[[ GIVEN DATA, beginning ]]

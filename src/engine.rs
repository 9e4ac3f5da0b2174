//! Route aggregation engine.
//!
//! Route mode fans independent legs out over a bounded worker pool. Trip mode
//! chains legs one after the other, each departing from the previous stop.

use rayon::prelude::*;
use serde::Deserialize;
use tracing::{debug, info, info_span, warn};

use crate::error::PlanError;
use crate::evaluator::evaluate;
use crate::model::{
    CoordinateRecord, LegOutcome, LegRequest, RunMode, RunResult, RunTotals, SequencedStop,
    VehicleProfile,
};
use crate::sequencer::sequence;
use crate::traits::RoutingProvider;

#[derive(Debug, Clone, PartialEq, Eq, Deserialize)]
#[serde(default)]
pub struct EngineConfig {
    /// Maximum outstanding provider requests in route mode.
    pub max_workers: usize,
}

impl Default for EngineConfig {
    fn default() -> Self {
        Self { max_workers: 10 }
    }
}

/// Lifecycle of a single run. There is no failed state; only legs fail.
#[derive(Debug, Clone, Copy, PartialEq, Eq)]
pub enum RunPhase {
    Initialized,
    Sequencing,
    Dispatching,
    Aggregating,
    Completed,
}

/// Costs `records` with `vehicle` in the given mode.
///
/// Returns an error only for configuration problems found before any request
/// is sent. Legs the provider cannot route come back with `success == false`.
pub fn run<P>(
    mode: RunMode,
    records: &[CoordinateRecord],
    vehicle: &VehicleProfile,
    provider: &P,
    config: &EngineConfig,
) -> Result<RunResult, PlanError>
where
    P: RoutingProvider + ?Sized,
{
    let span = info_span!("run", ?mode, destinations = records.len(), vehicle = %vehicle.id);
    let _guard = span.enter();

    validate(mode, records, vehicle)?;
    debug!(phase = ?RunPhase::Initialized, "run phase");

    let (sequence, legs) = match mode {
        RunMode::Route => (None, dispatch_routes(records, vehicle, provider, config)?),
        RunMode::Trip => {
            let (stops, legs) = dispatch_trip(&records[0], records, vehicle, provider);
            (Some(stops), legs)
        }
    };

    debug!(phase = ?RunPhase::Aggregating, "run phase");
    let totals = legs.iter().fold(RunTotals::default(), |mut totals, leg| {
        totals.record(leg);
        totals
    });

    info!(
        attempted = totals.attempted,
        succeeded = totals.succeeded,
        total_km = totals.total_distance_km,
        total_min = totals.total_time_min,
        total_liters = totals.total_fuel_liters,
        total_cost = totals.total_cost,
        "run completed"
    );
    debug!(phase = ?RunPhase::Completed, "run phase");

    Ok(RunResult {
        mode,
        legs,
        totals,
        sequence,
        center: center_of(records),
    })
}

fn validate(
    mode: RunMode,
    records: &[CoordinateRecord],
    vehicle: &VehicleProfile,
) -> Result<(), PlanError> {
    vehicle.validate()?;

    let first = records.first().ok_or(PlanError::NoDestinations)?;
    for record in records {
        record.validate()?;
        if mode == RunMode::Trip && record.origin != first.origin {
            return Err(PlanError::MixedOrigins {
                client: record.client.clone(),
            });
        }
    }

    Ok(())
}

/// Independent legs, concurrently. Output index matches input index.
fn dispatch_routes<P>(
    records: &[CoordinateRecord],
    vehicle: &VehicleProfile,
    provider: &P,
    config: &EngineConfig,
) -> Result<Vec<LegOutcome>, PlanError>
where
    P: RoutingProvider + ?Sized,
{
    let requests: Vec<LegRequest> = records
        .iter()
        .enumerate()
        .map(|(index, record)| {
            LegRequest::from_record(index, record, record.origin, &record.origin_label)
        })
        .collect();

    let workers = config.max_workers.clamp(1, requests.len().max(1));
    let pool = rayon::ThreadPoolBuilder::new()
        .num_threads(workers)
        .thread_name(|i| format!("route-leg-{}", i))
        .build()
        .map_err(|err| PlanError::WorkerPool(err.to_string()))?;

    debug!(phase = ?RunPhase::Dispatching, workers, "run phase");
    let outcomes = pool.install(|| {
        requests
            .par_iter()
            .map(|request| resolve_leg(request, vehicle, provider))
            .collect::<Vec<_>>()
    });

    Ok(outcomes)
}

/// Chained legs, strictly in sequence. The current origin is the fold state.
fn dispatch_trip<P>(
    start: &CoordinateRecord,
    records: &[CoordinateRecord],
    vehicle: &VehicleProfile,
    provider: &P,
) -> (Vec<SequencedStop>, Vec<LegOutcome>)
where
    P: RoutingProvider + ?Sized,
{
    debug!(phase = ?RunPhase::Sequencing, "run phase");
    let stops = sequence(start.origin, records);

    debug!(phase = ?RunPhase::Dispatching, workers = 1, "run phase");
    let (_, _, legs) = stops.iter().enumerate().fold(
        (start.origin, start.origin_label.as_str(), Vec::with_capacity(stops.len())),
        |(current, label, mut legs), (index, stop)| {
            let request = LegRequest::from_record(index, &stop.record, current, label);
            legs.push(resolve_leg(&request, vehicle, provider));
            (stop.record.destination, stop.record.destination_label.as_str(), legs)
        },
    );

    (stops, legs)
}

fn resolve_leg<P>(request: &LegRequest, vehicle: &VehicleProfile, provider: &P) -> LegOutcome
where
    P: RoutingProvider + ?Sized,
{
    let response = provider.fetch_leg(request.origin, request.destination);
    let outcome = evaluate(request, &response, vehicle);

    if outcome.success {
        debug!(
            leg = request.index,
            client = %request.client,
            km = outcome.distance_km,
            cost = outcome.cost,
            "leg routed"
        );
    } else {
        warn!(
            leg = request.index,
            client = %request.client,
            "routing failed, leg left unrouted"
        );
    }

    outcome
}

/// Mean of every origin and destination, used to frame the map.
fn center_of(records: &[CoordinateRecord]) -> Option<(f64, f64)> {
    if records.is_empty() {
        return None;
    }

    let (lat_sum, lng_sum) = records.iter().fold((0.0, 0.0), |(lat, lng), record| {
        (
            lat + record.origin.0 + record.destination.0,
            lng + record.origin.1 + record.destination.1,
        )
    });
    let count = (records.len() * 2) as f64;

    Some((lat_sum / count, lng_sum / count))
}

[[ GIVEN DATA, end ]]

#### EXERCISE DIRECTIONS:
Please give back the entries above, unchanged and complete.

#### THE COMPLETED TASK:
filename src/engine.rs
repository 9e4ac3f5da0b2174
//! Route aggregation engine.
//!
//! Route mode fans independent legs out over a bounded worker pool. Trip mode
//! chains legs one after the other, each departing from the previous stop.

use rayon::prelude::*;
use serde::Deserialize;
use tracing::{debug, info, info_span, warn};

use crate::error::PlanError;
use crate::evaluator::evaluate;
use crate::model::{
    CoordinateRecord, LegOutcome, LegRequest, RunMode, RunResult, RunTotals, SequencedStop,
    VehicleProfile,
};
use crate::sequencer::sequence;
use crate::traits::RoutingProvider;

#[derive(Debug, Clone, PartialEq, Eq, Deserialize)]
#[serde(default)]
pub struct EngineConfig {
    /// Maximum outstanding provider requests in route mode.
    pub max_workers: usize,
}

impl Default for EngineConfig {
    fn default() -> Self {
        Self { max_workers: 10 }
    }
}

/// Lifecycle of a single run. There is no failed state; only legs fail.
#[derive(Debug, Clone, Copy, PartialEq, Eq)]
pub enum RunPhase {
    Initialized,
    Sequencing,
    Dispatching,
    Aggregating,
    Completed,
}

/// Costs `records` with `vehicle` in the given mode.
///
/// Returns an error only for configuration problems found before any request
/// is sent. Legs the provider cannot route come back with `success == false`.
pub fn run<P>(
    mode: RunMode,
    records: &[CoordinateRecord],
    vehicle: &VehicleProfile,
    provider: &P,
    config: &EngineConfig,
) -> Result<RunResult, PlanError>
where
    P: RoutingProvider + ?Sized,
{
    let span = info_span!("run", ?mode, destinations = records.len(), vehicle = %vehicle.id);
    let _guard = span.enter();

    validate(mode, records, vehicle)?;
    debug!(phase = ?RunPhase::Initialized, "run phase");

    let (sequence, legs) = match mode {
        RunMode::Route => (None, dispatch_routes(records, vehicle, provider, config)?),
        RunMode::Trip => {
            let (stops, legs) = dispatch_trip(&records[0], records, vehicle, provider);
            (Some(stops), legs)
        }
    };

    debug!(phase = ?RunPhase::Aggregating, "run phase");
    let totals = legs.iter().fold(RunTotals::default(), |mut totals, leg| {
        totals.record(leg);
        totals
    });

    info!(
        attempted = totals.attempted,
        succeeded = totals.succeeded,
        total_km = totals.total_distance_km,
        total_min = totals.total_time_min,
        total_liters = totals.total_fuel_liters,
        total_cost = totals.total_cost,
        "run completed"
    );
    debug!(phase = ?RunPhase::Completed, "run phase");

    Ok(RunResult {
        mode,
        legs,
        totals,
        sequence,
        center: center_of(records),
    })
}

fn validate(
    mode: RunMode,
    records: &[CoordinateRecord],
    vehicle: &VehicleProfile,
) -> Result<(), PlanError> {
    vehicle.validate()?;

    let first = records.first().ok_or(PlanError::NoDestinations)?;
    for record in records {
        record.validate()?;
        if mode == RunMode::Trip && record.origin != first.origin {
            return Err(PlanError::MixedOrigins {
                client: record.client.clone(),
            });
        }
    }

    Ok(())
}

/// Independent legs, concurrently. Output index matches input index.
fn dispatch_routes<P>(
    records: &[CoordinateRecord],
    vehicle: &VehicleProfile,
    provider: &P,
    config: &EngineConfig,
) -> Result<Vec<LegOutcome>, PlanError>
where
    P: RoutingProvider + ?Sized,
{
    let requests: Vec<LegRequest> = records
        .iter()
        .enumerate()
        .map(|(index, record)| {
            LegRequest::from_record(index, record, record.origin, &record.origin_label)
        })
        .collect();

    let workers = config.max_workers.clamp(1, requests.len().max(1));
    let pool = rayon::ThreadPoolBuilder::new()
        .num_threads(workers)
        .thread_name(|i| format!("route-leg-{}", i))
        .build()
        .map_err(|err| PlanError::WorkerPool(err.to_string()))?;

    debug!(phase = ?RunPhase::Dispatching, workers, "run phase");
    let outcomes = pool.install(|| {
        requests
            .par_iter()
            .map(|request| resolve_leg(request, vehicle, provider))
            .collect::<Vec<_>>()
    });

    Ok(outcomes)
}

/// Chained legs, strictly in sequence. The current origin is the fold state.
fn dispatch_trip<P>(
    start: &CoordinateRecord,
    records: &[CoordinateRecord],
    vehicle: &VehicleProfile,
    provider: &P,
) -> (Vec<SequencedStop>, Vec<LegOutcome>)
where
    P: RoutingProvider + ?Sized,
{
    debug!(phase = ?RunPhase::Sequencing, "run phase");
    let stops = sequence(start.origin, records);

    debug!(phase = ?RunPhase::Dispatching, workers = 1, "run phase");
    let (_, _, legs) = stops.iter().enumerate().fold(
        (start.origin, start.origin_label.as_str(), Vec::with_capacity(stops.len())),
        |(current, label, mut legs), (index, stop)| {
            let request = LegRequest::from_record(index, &stop.record, current, label);
            legs.push(resolve_leg(&request, vehicle, provider));
            (stop.record.destination, stop.record.destination_label.as_str(), legs)
        },
    );

    (stops, legs)
}

fn resolve_leg<P>(request: &LegRequest, vehicle: &VehicleProfile, provider: &P) -> LegOutcome
where
    P: RoutingProvider + ?Sized,
{
    let response = provider.fetch_leg(request.origin, request.destination);
    let outcome = evaluate(request, &response, vehicle);

    if outcome.success {
        debug!(
            leg = request.index,
            client = %request.client,
            km = outcome.distance_km,
            cost = outcome.cost,
            "leg routed"
        );
    } else {
        warn!(
            leg = request.index,
            client = %request.client,
            "routing failed, leg left unrouted"
        );
    }

    outcome
}

/// Mean of every origin and destination, used to frame the map.
fn center_of(records: &[CoordinateRecord]) -> Option<(f64, f64)> {
    if records.is_empty() {
        return None;
    }

    let (lat_sum, lng_sum) = records.iter().fold((0.0, 0.0), |(lat, lng), record| {
        (
            lat + record.origin.0 + record.destination.0,
            lng + record.origin.1 + record.destination.1,
        )
    });
    let count = (records.len() * 2) as f64;

    Some((lat_sum / count, lng_sum / count))
}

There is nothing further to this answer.